## What to produce
In the data below, how many lines contain the string "that"? Give only the number.

## Input
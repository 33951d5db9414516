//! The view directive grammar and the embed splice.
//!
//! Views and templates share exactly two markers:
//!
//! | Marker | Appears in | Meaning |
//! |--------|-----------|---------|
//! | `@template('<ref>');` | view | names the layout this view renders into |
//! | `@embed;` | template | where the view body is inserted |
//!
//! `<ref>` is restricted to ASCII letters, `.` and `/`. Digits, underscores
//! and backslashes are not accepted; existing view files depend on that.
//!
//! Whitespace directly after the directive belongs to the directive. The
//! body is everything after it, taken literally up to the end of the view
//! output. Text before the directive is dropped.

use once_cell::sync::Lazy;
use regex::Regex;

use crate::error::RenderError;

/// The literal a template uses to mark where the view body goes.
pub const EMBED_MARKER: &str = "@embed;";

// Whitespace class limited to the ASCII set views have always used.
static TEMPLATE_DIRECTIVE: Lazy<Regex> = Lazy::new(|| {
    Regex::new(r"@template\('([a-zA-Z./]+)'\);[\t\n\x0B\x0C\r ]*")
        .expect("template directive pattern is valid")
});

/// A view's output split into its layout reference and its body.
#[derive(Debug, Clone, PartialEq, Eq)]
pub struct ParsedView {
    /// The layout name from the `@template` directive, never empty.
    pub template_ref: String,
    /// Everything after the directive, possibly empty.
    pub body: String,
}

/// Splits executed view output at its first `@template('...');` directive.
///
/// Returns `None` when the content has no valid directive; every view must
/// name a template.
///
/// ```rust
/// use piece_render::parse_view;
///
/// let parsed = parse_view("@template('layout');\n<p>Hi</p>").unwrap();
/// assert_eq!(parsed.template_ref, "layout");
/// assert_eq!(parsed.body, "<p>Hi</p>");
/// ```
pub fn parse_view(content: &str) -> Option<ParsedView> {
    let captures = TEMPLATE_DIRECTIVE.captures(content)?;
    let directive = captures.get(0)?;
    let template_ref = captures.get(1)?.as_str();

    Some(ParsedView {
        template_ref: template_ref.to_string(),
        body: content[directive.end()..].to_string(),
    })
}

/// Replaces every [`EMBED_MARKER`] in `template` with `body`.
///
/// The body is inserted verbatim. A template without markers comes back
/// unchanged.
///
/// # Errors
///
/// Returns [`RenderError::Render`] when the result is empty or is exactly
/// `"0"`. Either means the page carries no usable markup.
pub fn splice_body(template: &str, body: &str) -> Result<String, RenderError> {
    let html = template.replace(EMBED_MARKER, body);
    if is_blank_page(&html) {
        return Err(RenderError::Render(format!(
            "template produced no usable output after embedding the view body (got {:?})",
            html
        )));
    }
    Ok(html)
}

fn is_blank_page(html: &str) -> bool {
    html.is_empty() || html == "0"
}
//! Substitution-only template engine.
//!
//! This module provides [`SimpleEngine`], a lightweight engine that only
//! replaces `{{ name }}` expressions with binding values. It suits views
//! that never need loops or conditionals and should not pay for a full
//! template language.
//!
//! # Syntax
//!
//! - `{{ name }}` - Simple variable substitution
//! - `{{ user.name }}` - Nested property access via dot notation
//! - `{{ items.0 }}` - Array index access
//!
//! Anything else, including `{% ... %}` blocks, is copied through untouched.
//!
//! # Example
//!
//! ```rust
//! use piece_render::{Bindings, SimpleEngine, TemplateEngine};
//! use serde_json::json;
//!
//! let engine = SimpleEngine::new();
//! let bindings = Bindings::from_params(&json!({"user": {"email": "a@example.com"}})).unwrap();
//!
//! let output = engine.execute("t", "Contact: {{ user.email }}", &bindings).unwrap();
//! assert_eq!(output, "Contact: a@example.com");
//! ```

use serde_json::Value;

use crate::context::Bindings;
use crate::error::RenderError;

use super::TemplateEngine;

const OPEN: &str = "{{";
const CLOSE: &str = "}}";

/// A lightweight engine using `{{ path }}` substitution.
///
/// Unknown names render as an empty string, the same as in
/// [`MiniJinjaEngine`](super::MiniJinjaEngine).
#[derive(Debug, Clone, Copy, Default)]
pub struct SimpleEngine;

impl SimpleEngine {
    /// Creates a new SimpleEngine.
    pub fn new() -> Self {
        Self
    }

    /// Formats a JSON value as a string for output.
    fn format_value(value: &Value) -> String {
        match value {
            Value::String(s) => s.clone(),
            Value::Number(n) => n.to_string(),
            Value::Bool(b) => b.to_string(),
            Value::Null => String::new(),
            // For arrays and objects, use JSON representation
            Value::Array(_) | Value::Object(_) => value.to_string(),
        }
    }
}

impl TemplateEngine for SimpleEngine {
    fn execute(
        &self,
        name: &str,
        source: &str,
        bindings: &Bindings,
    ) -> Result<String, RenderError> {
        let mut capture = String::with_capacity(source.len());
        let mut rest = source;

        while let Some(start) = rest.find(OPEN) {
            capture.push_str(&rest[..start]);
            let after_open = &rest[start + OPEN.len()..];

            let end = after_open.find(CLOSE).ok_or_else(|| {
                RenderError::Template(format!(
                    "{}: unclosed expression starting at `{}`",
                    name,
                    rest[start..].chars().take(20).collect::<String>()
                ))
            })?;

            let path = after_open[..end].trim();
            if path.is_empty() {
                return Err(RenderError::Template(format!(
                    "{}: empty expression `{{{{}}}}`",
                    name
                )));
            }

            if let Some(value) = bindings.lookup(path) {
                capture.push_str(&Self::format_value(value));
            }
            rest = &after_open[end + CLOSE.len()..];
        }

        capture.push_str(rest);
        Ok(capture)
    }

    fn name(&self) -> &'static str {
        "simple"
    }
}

## Answer space
3